In today’s Gospel, which is Jesus’ final moments with his disciples
before being arrested, Jesus prays for his disciples. Knowing that
he will be leaving them, praying for them is the best way to prepare
them. Jesus prays for three things on our behalf: protection,
sanctification, and oneness.
The
early Native Indians had a unique practice of training young men. On
the night of a boy’s thirteenth birthday, after learning hunting,
scouting, and fishing skills, he was put to one final test. He was
placed in a dense forest to spend the entire night alone. Until
then, he had never been away from the security of the family and the
tribe. But on this night, he was blindfolded and taken several miles
away. When he took off the blindfold, he was in the middle of a
thick woods and he was terrified! Every time a twig snapped, he
visualized a wild animal ready to pounce.

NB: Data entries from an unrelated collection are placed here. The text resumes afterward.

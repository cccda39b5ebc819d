//! Load configuration for the gateway process.
//!
//! Two layers:
//!
//! - [`load_and_apply`]: merges `.env` and XDG `config.toml` `[env]` tables into the
//!   process environment, without overwriting variables already set. Priority:
//!   **existing env > `.env` > XDG config.toml**.
//! - [`Config::from_env`]: reads the typed gateway configuration (§6.5) out of the
//!   process environment after `load_and_apply` has run, applying built-in defaults
//!   for anything still unset.

mod dotenv;
mod xdg_toml;

use std::path::{Path, PathBuf};
use thiserror::Error;

#[derive(Error, Debug)]
pub enum LoadError {
    #[error("read xdg config: {0}")]
    XdgRead(std::io::Error),
    #[error("parse xdg toml: {0}")]
    XdgParse(#[from] toml::de::Error),
    #[error("read .env: {0}")]
    DotenvRead(std::io::Error),
}

/// Loads config from XDG `config.toml` and optional project `.env`, then sets environment
/// variables only for keys that are **not** already set (so existing env has highest priority).
///
/// * `app_name`: used for the XDG path `~/.config/<app_name>/config.toml`.
/// * `override_dir`: if `Some`, look for `.env` in this directory instead of the current directory.
pub fn load_and_apply(app_name: &str, override_dir: Option<&Path>) -> Result<(), LoadError> {
    let xdg_map = xdg_toml::load_env_map(app_name)?;
    let dotenv_map = dotenv::load_env_map(override_dir).map_err(LoadError::DotenvRead)?;

    let mut keys: std::collections::HashSet<String> = xdg_map.keys().cloned().collect();
    keys.extend(dotenv_map.keys().cloned());

    for key in keys {
        if std::env::var(&key).is_ok() {
            continue;
        }
        let value = dotenv_map.get(&key).or_else(|| xdg_map.get(&key)).cloned();
        if let Some(v) = value {
            std::env::set_var(&key, v);
        }
    }

    Ok(())
}

/// Errors parsing a typed value out of the environment.
#[derive(Error, Debug)]
pub enum ConfigError {
    #[error("invalid {field}: {value:?}: {source}")]
    InvalidField {
        field: &'static str,
        value: String,
        #[source]
        source: Box<dyn std::error::Error + Send + Sync>,
    },
}

fn env_var(key: &str) -> Option<String> {
    std::env::var(key).ok().filter(|v| !v.is_empty())
}

fn parse_env<T>(key: &'static str, default: T) -> Result<T, ConfigError>
where
    T: std::str::FromStr,
    T::Err: std::error::Error + Send + Sync + 'static,
{
    match env_var(key) {
        None => Ok(default),
        Some(v) => v.parse::<T>().map_err(|e| ConfigError::InvalidField {
            field: key,
            value: v,
            source: Box::new(e),
        }),
    }
}

/// Gateway process configuration (spec §6.5).
#[derive(Debug, Clone)]
pub struct Config {
    pub host: String,
    pub port: u16,
    pub database_path: PathBuf,
    /// If non-empty, required `Authorization: Bearer` on `/v1/*`.
    pub api_key: Option<String>,
    /// If non-empty, required bearer token on `/ws`.
    pub agent_secret_key: Option<String>,
    pub cors_origin: String,
    pub log_level: String,
    /// Requests per minute per client IP on `/v1/*`.
    pub rate_limit_max: u32,
    /// Default per-request broker deadline.
    pub broker_deadline_ms: u64,
}

impl Default for Config {
    fn default() -> Self {
        Self {
            host: "0.0.0.0".to_string(),
            port: 8080,
            database_path: PathBuf::from("agentbridge.db"),
            api_key: None,
            agent_secret_key: None,
            cors_origin: "*".to_string(),
            log_level: "info".to_string(),
            rate_limit_max: 60,
            broker_deadline_ms: 120_000,
        }
    }
}

impl Config {
    /// Builds configuration from the process environment (call [`load_and_apply`] first
    /// so `.env`/XDG values have already been merged in). Unset variables fall back to
    /// [`Config::default`].
    pub fn from_env() -> Result<Self, ConfigError> {
        let defaults = Config::default();
        Ok(Config {
            host: env_var("AGENTBRIDGE_HOST").unwrap_or(defaults.host),
            port: parse_env("AGENTBRIDGE_PORT", defaults.port)?,
            database_path: env_var("AGENTBRIDGE_DATABASE_PATH")
                .map(PathBuf::from)
                .unwrap_or(defaults.database_path),
            api_key: env_var("AGENTBRIDGE_API_KEY"),
            agent_secret_key: env_var("AGENTBRIDGE_AGENT_SECRET_KEY"),
            cors_origin: env_var("AGENTBRIDGE_CORS_ORIGIN").unwrap_or(defaults.cors_origin),
            log_level: env_var("AGENTBRIDGE_LOG_LEVEL").unwrap_or(defaults.log_level),
            rate_limit_max: parse_env("AGENTBRIDGE_RATE_LIMIT_MAX", defaults.rate_limit_max)?,
            broker_deadline_ms: parse_env(
                "AGENTBRIDGE_BROKER_DEADLINE_MS",
                defaults.broker_deadline_ms,
            )?,
        })
    }

    /// Convenience: `.env` + XDG merge followed by [`Config::from_env`].
    pub fn load(app_name: &str, override_dir: Option<&Path>) -> Result<Self, Box<dyn std::error::Error + Send + Sync>> {
        load_and_apply(app_name, override_dir)?;
        Ok(Self::from_env()?)
    }
}

#[cfg(test)]
mod tests {
    use super::*;
    use std::env;

    fn clear_env() {
        for key in [
            "AGENTBRIDGE_HOST",
            "AGENTBRIDGE_PORT",
            "AGENTBRIDGE_DATABASE_PATH",
            "AGENTBRIDGE_API_KEY",
            "AGENTBRIDGE_AGENT_SECRET_KEY",
            "AGENTBRIDGE_CORS_ORIGIN",
            "AGENTBRIDGE_LOG_LEVEL",
            "AGENTBRIDGE_RATE_LIMIT_MAX",
            "AGENTBRIDGE_BROKER_DEADLINE_MS",
        ] {
            env::remove_var(key);
        }
    }

    #[test]
    fn defaults_when_unset() {
        clear_env();
        let cfg = Config::from_env().unwrap();
        assert_eq!(cfg.port, 8080);
        assert_eq!(cfg.rate_limit_max, 60);
        assert!(cfg.api_key.is_none());
    }

    #[test]
    fn reads_typed_overrides() {
        clear_env();
        env::set_var("AGENTBRIDGE_PORT", "9999");
        env::set_var("AGENTBRIDGE_API_KEY", "sk-test");
        let cfg = Config::from_env().unwrap();
        assert_eq!(cfg.port, 9999);
        assert_eq!(cfg.api_key.as_deref(), Some("sk-test"));
        clear_env();
    }

    #[test]
    fn invalid_port_is_a_config_error() {
        clear_env();
        env::set_var("AGENTBRIDGE_PORT", "not-a-number");
        let err = Config::from_env().unwrap_err();
        assert!(matches!(err, ConfigError::InvalidField { field: "AGENTBRIDGE_PORT", .. }));
        clear_env();
    }

    #[test]
    fn existing_env_wins_over_dotenv_and_xdg() {
        env::set_var("CONFIG_TEST_EXISTING", "from_env");
        let _ = load_and_apply("agentbridge", None);
        assert_eq!(env::var("CONFIG_TEST_EXISTING").as_deref(), Ok("from_env"));
        env::remove_var("CONFIG_TEST_EXISTING");
    }
}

After what seemed like an
eternity, dawn broke and the first rays of sunlight entered the
interior of the forest. Looking around, the boy saw flowers, trees,
and the outline of the path. Then, to his utter astonishment, he
beheld the figure of a man standing just a few feet away, armed with
a bow and arrow. It was his father. He had been there all night
long.
Jesus’
first prayer for us is a prayer for protection. Of course, unlike
that young boy, we have the benefit of knowing in advance that our
Father is there to protect us; although just like the young boy, we
don’t always see our Father guarding us. Jesus asks the Father to
“protect” us. He prays, “Holy Father, protect them in your name that
you have given me, so that they may be one, as we are one.”
Against what are we being protected? Jesus asks that we receive
protection from the evil one, that we would be protected when faced
with temptation, opposition, persecution, etc. He takes as
inevitable that we will face such things.
Therefore the church’s life is entrusted to God and protected by
Him. “What God is committed to do,” someone says, “is to preserve
the oneness relationship that exists between the believer and Jesus.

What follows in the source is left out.